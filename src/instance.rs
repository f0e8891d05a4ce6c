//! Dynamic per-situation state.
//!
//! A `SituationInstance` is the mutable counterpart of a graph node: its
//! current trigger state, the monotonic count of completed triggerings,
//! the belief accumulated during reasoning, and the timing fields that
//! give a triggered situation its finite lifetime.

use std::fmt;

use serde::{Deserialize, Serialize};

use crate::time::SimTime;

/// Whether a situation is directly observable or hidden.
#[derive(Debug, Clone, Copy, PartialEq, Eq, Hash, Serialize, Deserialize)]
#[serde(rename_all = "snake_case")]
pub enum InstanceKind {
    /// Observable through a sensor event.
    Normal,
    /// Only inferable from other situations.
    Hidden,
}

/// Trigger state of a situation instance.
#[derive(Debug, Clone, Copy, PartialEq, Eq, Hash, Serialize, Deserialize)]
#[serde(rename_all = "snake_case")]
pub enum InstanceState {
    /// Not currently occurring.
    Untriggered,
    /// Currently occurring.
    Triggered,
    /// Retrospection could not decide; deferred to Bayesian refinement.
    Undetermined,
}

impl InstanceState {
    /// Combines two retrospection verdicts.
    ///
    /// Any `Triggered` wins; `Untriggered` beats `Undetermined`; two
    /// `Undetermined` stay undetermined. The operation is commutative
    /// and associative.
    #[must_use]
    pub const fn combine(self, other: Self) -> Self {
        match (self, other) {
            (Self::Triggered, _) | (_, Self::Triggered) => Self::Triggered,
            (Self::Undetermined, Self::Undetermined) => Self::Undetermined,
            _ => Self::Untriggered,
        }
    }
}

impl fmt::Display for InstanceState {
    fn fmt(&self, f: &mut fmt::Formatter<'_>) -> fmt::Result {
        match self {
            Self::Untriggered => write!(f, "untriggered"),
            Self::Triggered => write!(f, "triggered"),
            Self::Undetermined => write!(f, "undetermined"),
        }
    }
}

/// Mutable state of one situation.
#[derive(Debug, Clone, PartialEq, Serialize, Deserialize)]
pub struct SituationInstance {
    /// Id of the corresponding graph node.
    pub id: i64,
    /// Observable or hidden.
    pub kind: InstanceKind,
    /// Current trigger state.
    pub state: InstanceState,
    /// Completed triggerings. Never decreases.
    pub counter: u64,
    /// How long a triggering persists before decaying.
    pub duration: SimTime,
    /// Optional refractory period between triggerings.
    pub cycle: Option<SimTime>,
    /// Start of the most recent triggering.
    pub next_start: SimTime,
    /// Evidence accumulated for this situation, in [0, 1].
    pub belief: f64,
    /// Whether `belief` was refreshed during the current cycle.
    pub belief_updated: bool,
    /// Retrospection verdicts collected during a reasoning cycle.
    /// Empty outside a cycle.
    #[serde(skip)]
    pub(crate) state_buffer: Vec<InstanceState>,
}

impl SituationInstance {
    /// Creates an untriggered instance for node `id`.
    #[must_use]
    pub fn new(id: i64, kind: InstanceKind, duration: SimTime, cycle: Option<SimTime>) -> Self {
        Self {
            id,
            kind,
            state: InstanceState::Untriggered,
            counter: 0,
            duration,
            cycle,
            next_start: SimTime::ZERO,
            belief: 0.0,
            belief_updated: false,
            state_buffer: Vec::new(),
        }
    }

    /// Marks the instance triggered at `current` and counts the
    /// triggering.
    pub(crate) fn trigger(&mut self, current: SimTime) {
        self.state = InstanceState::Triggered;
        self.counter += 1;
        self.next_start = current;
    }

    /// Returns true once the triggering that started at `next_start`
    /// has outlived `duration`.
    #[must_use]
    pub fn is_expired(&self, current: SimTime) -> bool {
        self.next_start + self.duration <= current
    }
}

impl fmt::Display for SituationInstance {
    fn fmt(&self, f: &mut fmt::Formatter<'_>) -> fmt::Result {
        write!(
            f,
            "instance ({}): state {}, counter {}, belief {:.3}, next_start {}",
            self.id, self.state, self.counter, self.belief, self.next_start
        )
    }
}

───

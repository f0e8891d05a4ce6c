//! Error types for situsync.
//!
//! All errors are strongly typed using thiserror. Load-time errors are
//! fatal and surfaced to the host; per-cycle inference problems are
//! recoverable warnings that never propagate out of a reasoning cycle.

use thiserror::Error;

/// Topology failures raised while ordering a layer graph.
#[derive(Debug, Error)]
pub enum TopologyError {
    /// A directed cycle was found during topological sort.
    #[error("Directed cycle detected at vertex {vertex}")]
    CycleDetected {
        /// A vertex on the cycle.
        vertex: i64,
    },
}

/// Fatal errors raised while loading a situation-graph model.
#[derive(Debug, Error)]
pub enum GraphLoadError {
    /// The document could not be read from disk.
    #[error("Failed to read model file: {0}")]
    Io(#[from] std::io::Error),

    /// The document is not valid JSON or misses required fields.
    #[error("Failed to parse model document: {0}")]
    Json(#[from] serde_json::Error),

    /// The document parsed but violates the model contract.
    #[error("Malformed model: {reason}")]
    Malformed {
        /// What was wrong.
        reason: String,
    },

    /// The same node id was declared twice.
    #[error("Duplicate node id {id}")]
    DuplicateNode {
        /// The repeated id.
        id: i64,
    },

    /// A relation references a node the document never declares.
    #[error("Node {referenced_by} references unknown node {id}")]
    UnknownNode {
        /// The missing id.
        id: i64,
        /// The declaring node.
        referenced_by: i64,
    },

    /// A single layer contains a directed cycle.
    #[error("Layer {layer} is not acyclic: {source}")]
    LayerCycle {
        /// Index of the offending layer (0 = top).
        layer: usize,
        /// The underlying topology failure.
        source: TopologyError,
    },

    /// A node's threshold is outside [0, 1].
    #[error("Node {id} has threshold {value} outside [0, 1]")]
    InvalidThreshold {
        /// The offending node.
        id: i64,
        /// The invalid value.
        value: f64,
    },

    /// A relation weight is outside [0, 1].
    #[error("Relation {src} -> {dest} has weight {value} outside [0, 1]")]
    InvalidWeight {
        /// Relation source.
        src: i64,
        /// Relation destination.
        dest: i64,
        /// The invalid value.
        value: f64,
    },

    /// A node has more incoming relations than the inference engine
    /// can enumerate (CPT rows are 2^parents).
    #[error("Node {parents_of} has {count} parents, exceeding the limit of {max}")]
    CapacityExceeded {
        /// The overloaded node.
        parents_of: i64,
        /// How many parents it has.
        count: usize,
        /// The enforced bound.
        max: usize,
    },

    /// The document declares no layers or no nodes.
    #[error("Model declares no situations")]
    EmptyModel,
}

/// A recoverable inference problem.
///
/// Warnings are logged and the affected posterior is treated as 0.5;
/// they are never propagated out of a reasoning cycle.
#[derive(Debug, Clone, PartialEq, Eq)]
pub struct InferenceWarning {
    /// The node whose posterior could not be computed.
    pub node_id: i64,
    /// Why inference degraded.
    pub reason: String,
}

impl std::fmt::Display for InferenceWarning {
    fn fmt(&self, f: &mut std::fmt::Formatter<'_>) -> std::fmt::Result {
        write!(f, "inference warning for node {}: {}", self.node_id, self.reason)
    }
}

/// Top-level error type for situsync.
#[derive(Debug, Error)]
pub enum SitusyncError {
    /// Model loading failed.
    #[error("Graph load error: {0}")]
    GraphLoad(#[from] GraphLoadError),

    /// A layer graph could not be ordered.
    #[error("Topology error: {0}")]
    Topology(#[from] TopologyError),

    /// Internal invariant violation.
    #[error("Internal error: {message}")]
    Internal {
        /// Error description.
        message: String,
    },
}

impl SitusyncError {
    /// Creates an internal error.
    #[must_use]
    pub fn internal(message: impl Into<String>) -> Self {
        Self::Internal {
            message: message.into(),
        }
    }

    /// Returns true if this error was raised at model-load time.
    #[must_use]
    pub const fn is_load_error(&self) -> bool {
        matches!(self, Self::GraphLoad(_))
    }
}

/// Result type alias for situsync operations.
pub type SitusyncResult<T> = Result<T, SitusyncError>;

───

◆ **Exercise requirements**
Return, unchanged, the run of lines above that opens with the line containing "matches!(self, Self::GraphLoad(_))" and closes with the line containing "pub type SitusyncResult<T>". Include both.

◆ **Task result**
        matches!(self, Self::GraphLoad(_))
    }
}

/// Result type alias for situsync operations.
pub type SitusyncResult<T> = Result<T, SitusyncError>;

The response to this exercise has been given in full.